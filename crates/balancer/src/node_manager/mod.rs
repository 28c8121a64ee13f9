//! Node management module
//!
//! Responsible for node registration, heartbeats, draining and failure detection

use serde::{Deserialize, Serialize};
use std::sync::Arc;
use std::time::Duration;
use tokio::sync::RwLock;
use tokio::time::interval;
use tracing::{debug, info, warn};

use crate::metadata::{ClusterMetadata, NodeId, NodeInfo, NodeStatus};
use crate::watch::TopologyWatcher;

/// Node manager configuration
#[derive(Debug, Clone, PartialEq, Eq, Serialize, Deserialize)]
pub struct NodeManagerConfig {
    /// Heartbeat timeout (seconds) before a node is declared dead
    #[serde(default = "default_heartbeat_timeout_secs")]
    pub heartbeat_timeout_secs: i64,
    /// Heartbeat check interval (seconds)
    #[serde(default = "default_check_interval_secs")]
    pub check_interval_secs: u64,
}

fn default_heartbeat_timeout_secs() -> i64 {
    30
}

fn default_check_interval_secs() -> u64 {
    10
}

impl Default for NodeManagerConfig {
    fn default() -> Self {
        Self {
            heartbeat_timeout_secs: default_heartbeat_timeout_secs(),
            check_interval_secs: default_check_interval_secs(),
        }
    }
}

impl NodeManagerConfig {
    pub fn merge(&mut self, other: Self) {
        if other.heartbeat_timeout_secs > 0 {
            self.heartbeat_timeout_secs = other.heartbeat_timeout_secs;
        }
        if other.check_interval_secs > 0 {
            self.check_interval_secs = other.check_interval_secs;
        }
    }
}

/// Node manager
///
/// Every status change bumps the topology watcher so the balancer reacts
/// without waiting for its next interval.
pub struct NodeManager {
    config: NodeManagerConfig,
    metadata: Arc<RwLock<ClusterMetadata>>,
    watcher: TopologyWatcher,
}

impl NodeManager {
    /// Create node manager
    pub fn new(
        config: NodeManagerConfig,
        metadata: Arc<RwLock<ClusterMetadata>>,
        watcher: TopologyWatcher,
    ) -> Self {
        Self {
            config,
            metadata,
            watcher,
        }
    }

    /// Register node
    pub async fn register(&self, node: NodeInfo) -> RegisterResult {
        let node_id = node.id.clone();
        let is_new = self.metadata.write().await.register_node(node);
        self.watcher.bump().await;

        if is_new {
            info!("New node registered: {}", node_id);
            RegisterResult::NewNode
        } else {
            info!("Node re-registered: {}", node_id);
            RegisterResult::Reconnected
        }
    }

    /// Handle heartbeat
    pub async fn heartbeat(&self, node_id: &NodeId) -> bool {
        let (found, changed) = {
            let mut metadata = self.metadata.write().await;
            let version = metadata.version;
            let found = metadata.node_heartbeat(node_id);
            (found, metadata.version != version)
        };
        if !found {
            warn!("Heartbeat from unknown node: {}", node_id);
            return false;
        }
        debug!("Heartbeat from node: {}", node_id);
        if changed {
            self.watcher.bump().await;
        }
        true
    }

    /// Actively drain node
    pub async fn drain_node(&self, node_id: &NodeId) -> bool {
        self.set_status(node_id, NodeStatus::Draining).await
    }

    /// Declare a node dead
    pub async fn mark_dead(&self, node_id: &NodeId) -> bool {
        self.set_status(node_id, NodeStatus::Dead).await
    }

    async fn set_status(&self, node_id: &NodeId, status: NodeStatus) -> bool {
        let found = self.metadata.write().await.set_node_status(node_id, status);
        if found {
            info!("Node {} is now {}", node_id, status);
            self.watcher.bump().await;
        }
        found
    }

    /// Remove node
    ///
    /// Its replicas stay assigned and are replaced by the balancer.
    pub async fn remove_node(&self, node_id: &NodeId) -> Option<NodeInfo> {
        let node = self.metadata.write().await.remove_node(node_id);
        if node.is_some() {
            info!("Node {} removed from cluster", node_id);
            self.watcher.bump().await;
        }
        node
    }

    /// Get node information
    pub async fn get_node(&self, node_id: &NodeId) -> Option<NodeInfo> {
        let metadata = self.metadata.read().await;
        metadata.nodes.get(node_id).cloned()
    }

    /// Get all nodes
    pub async fn list_nodes(&self) -> Vec<NodeInfo> {
        let metadata = self.metadata.read().await;
        metadata.nodes.values().cloned().collect()
    }

    /// Get alive nodes
    pub async fn alive_nodes(&self) -> Vec<NodeInfo> {
        let metadata = self.metadata.read().await;
        metadata
            .nodes
            .values()
            .filter(|n| n.status == NodeStatus::Alive)
            .cloned()
            .collect()
    }

    /// Start heartbeat checker task
    pub fn start_heartbeat_checker(self: Arc<Self>) -> tokio::task::JoinHandle<()> {
        let check_interval = Duration::from_secs(self.config.check_interval_secs.max(1));

        tokio::spawn(async move {
            let mut interval = interval(check_interval);
            loop {
                interval.tick().await;
                self.check_heartbeats().await;
            }
        })
    }

    /// Declare live nodes with expired heartbeats dead
    pub async fn check_heartbeats(&self) -> Vec<NodeId> {
        let timeout_secs = self.config.heartbeat_timeout_secs;
        let dead_nodes: Vec<NodeId> = {
            let mut metadata = self.metadata.write().await;
            let expired: Vec<NodeId> = metadata
                .nodes
                .values()
                .filter(|n| n.is_live() && n.is_heartbeat_timeout(timeout_secs))
                .map(|n| n.id.clone())
                .collect();
            for node_id in &expired {
                warn!("Node {} heartbeat timeout, marking as dead", node_id);
                metadata.set_node_status(node_id, NodeStatus::Dead);
            }
            expired
        };

        if !dead_nodes.is_empty() {
            info!("{} nodes marked as dead", dead_nodes.len());
            self.watcher.bump().await;
        }
        dead_nodes
    }
}

/// Registration result
#[derive(Debug, Clone, Copy, PartialEq, Eq, Serialize)]
pub enum RegisterResult {
    /// New node
    NewNode,
    /// Reconnected node
    Reconnected,
}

_ _ _

■ What the exercise asks: Scan the material above for lines holding the string "collect" and copy those lines.

■ Output:
        metadata.nodes.values().cloned().collect()
            .collect()
                .collect();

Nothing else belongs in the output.